Several media reports from the past couple of days have also begun to sow some doubt about how much longer the rising demand-led rally narrative can be sustained. A renewed surge in COVID-19 cases in the U.S., an out of control situation in other countries combined with the recent scare in Beijing all very clearly highlighting that the invisible enemy has not yet been defeated. And while governments will use lockdowns measures as a very last resort due to the destructive impact on already reeling economies, these developments may still impact how we collectively behave in the public space.
Reuters: China hits brakes on crude imports after buying frenzy
WSJ (Paywall): Petroleum Refiners Pose Hurdle to Oil’s Recovery
Reuters: India's oil imports in May sink to lowest in over eight years: trade
Reuters report that China is likely to see a slowdown in the record pace of crude oil imports witnessed during the second quarter. Strong demand from independent refineries are likely to slow on a combination of storage facilities filling up with cheap crude oil, the recent rally in Brent crude oil back above $40/b and not least the prospect for fuel demand, following the latest outbreak in Beijing, being exposed to a second wave of lockdowns.
If confirmed the slowdown in demand is going to occur just as the current OPEC+ deal to curb production expires. A prolonged period of keeping production low are likely to challenge to the individual resolve of members of the group, some of which are desperate to increase production and revenues.

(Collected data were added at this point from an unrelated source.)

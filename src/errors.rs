use thiserror::Error;

/// Every failure the client can run into at the HTTP or platform boundary.
/// All variants render to a message that is safe to show inline.
#[derive(Debug, Clone, PartialEq, Eq, Error)]
pub enum ClientError {
    // ── Transport ────────────────────────────────────────────────────────────
    #[error("Network error: {0}")]
    Network(String),

    #[error("HTTP error! status: {status}")]
    Status { status: u16, body: String },

    // ── Response shape ───────────────────────────────────────────────────────
    #[error("Parse error: {0}")]
    Parse(String),

    #[error("Unexpected response format: {0}")]
    UnexpectedShape(String),

    // ── Browser capabilities ─────────────────────────────────────────────────
    #[error("{capability} access was denied")]
    PermissionDenied { capability: String },

    #[error("{capability} is not supported in this browser")]
    Unsupported { capability: String },

    #[error("{0}")]
    Platform(String),
}

impl ClientError {
    pub fn status(status: u16, body: impl Into<String>) -> Self {
        ClientError::Status { status, body: body.into() }
    }

    pub fn denied(capability: impl Into<String>) -> Self {
        ClientError::PermissionDenied { capability: capability.into() }
    }

    pub fn unsupported(capability: impl Into<String>) -> Self {
        ClientError::Unsupported { capability: capability.into() }
    }

    pub fn is_permission_denied(&self) -> bool {
        matches!(self, ClientError::PermissionDenied { .. })
    }

    /// Server-provided body for non-2xx responses, when it carries any text.
    pub fn response_body(&self) -> Option<&str> {
        match self {
            ClientError::Status { body, .. } if !body.trim().is_empty() => Some(body),
            _ => None,
        }
    }
}

#[cfg(test)]
mod tests {
    use super::*;
    use pretty_assertions::assert_eq;

    #[test]
    fn status_error_matches_fetch_wording() {
        let err = ClientError::status(502, "");
        assert_eq!(err.to_string(), "HTTP error! status: 502");
        assert_eq!(err.response_body(), None);
    }

    #[test]
    fn status_error_exposes_non_empty_body() {
        let err = ClientError::status(401, "Invalid credentials");
        assert_eq!(err.response_body(), Some("Invalid credentials"));
    }

    #[test]
    fn capability_predicates() {
        assert!(ClientError::denied("Microphone").is_permission_denied());
        assert!(!ClientError::unsupported("Clipboard").is_permission_denied());
        assert_eq!(
            ClientError::unsupported("Speech recognition").to_string(),
            "Speech recognition is not supported in this browser"
        );
    }
}
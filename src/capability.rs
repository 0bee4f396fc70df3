use crate::errors::ClientError;

/// A browser capability as seen by the client: present and usable, absent from
/// this browser, or present but refused by the user.
#[derive(Debug, Clone, PartialEq, Eq)]
pub enum Capability<T> {
    Available(T),
    Unavailable,
    PermissionDenied,
}

impl<T> Capability<T> {
    pub fn from_option(value: Option<T>) -> Self {
        match value {
            Some(v) => Capability::Available(v),
            None => Capability::Unavailable,
        }
    }

    pub fn is_available(&self) -> bool {
        matches!(self, Capability::Available(_))
    }

    pub fn available(&self) -> Option<&T> {
        match self {
            Capability::Available(v) => Some(v),
            _ => None,
        }
    }

    /// Borrow the capability, naming it in the error when it cannot be used.
    pub fn require(&self, name: &str) -> Result<&T, ClientError> {
        match self {
            Capability::Available(v) => Ok(v),
            Capability::Unavailable => Err(ClientError::unsupported(name)),
            Capability::PermissionDenied => Err(ClientError::denied(name)),
        }
    }
}

#[cfg(test)]
mod tests {
    use super::*;
    use pretty_assertions::assert_eq;

    #[test]
    fn require_maps_variants_to_errors() {
        let ok: Capability<u8> = Capability::Available(1);
        assert_eq!(ok.require("Clipboard"), Ok(&1));

        let missing: Capability<u8> = Capability::Unavailable;
        assert_eq!(
            missing.require("Clipboard"),
            Err(ClientError::unsupported("Clipboard"))
        );

        let denied: Capability<u8> = Capability::PermissionDenied;
        assert!(denied.require("Microphone").unwrap_err().is_permission_denied());
    }

    #[test]
    fn from_option_wraps_presence() {
        let cap = Capability::from_option(Some(20));
        assert_eq!(cap.available(), Some(&20));
        assert!(!Capability::<u8>::from_option(None).is_available());
    }
}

In the U.S. meanwhile the WSJ reports that refineries are struggling to make ends meet due to weak margins. The so-called 321 crack spread which reflects the profitability of refining three barrels of WTI crude oil into two barrels of gasoline and one barrel of ULSD (ultra-low-sulfur diesel) currently trades around $13/b, almost one-third below the seasonal average price. Weak profitability due to weak demand could drive lower output in order to avoid a further spike in fuel stocks.
The consequence being lower demand for crude oil and with that rising stock levels, not least considering the prospect of U.S. oil producers beginning to increase production. A development that can only be solved either by lower crude oil prices and/or stronger demand. The latter potentially not happening anytime soon with the pandemic refusing to loosen its grip. The article finish with this warning from Energy Aspect: “If summer fuel demand falls short of expectations, refiners will sell crude they bought in anticipation of a recovery”.
Finally the impact of a slower-than-expected pickup in demand is also being felt in India. Just like China, refineries have taken advantage of low prices and during April filled their tanks. While a pickup in fuel demand is expected over the coming months the pandemic’s grip on the economy cannot be ignored and may slow that process and with that demand from one of the world’s top importers.
Later today at 14:30 GMT the U.S. Energy Information Administration will publish its “Weekly Petroleum Status Report” or in short, its stockpile report. The American Petroleum Institute last night published a mixed report with crude oil stocks rising to another record while product stocks both fell.